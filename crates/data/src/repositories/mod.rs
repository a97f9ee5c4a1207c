//! Repository implementations for record persistence.
//!
//! This module provides typed access to pool and share records stored in a
//! key-value store, along with the key layout they are stored under.

pub mod keys;
mod pool_repository;
mod share_repository;

pub use pool_repository::PoolRepository;
pub use share_repository::ShareRepository;

use thiserror::Error;

/// Errors raised while reading or writing records.
#[derive(Debug, Error)]
pub enum StoreError {
    /// A stored value could not be decoded into its record type.
    #[error("failed to decode record at key {key}: {source}")]
    Decode {
        key: String,
        #[source]
        source: serde_json::Error,
    },
    /// A record could not be encoded.
    #[error("failed to encode record: {0}")]
    Encode(#[from] serde_json::Error),
    /// A depositor address is too long to be length-prefixed.
    #[error("depositor address is {0} bytes, at most 255 are supported")]
    DepositorTooLong(usize),
}

/// Store wrapper handing out repositories.
#[derive(Debug, Clone, Default)]
pub struct Database<S> {
    store: S,
}

impl<S> Database<S> {
    /// Creates a new Database wrapper around a store.
    #[must_use]
    pub fn new(store: S) -> Self {
        Self { store }
    }

    /// Returns a reference to the underlying store.
    #[must_use]
    pub fn store(&self) -> &S {
        &self.store
    }

    /// Unwraps the underlying store.
    #[must_use]
    pub fn into_inner(self) -> S {
        self.store
    }

    /// Read access to pool records.
    #[must_use]
    pub fn pools(&self) -> PoolRepository<&S> {
        PoolRepository::new(&self.store)
    }

    /// Read and write access to pool records.
    #[must_use]
    pub fn pools_mut(&mut self) -> PoolRepository<&mut S> {
        PoolRepository::new(&mut self.store)
    }

    /// Read access to share records.
    #[must_use]
    pub fn shares(&self) -> ShareRepository<&S> {
        ShareRepository::new(&self.store)
    }

    /// Read and write access to share records.
    #[must_use]
    pub fn shares_mut(&mut self) -> ShareRepository<&mut S> {
        ShareRepository::new(&mut self.store)
    }
}

pub(crate) fn decode<T: serde::de::DeserializeOwned>(key: &[u8], raw: &[u8]) -> Result<T, StoreError> {
    serde_json::from_slice(raw).map_err(|source| StoreError::Decode {
        key: String::from_utf8_lossy(key).into_owned(),
        source,
    })
}

pub(crate) fn encode<T: serde::Serialize>(value: &T) -> Result<Vec<u8>, StoreError> {
    Ok(serde_json::to_vec(value)?)
}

○ ○ ○ ○ ○

§ **TASK TO CARRY OUT**:
All lines in the data that contain the word "repositories" should be copied.

§ **ANSWER**:
filename crates/data/src/repositories/mod.rs
/// Store wrapper handing out repositories.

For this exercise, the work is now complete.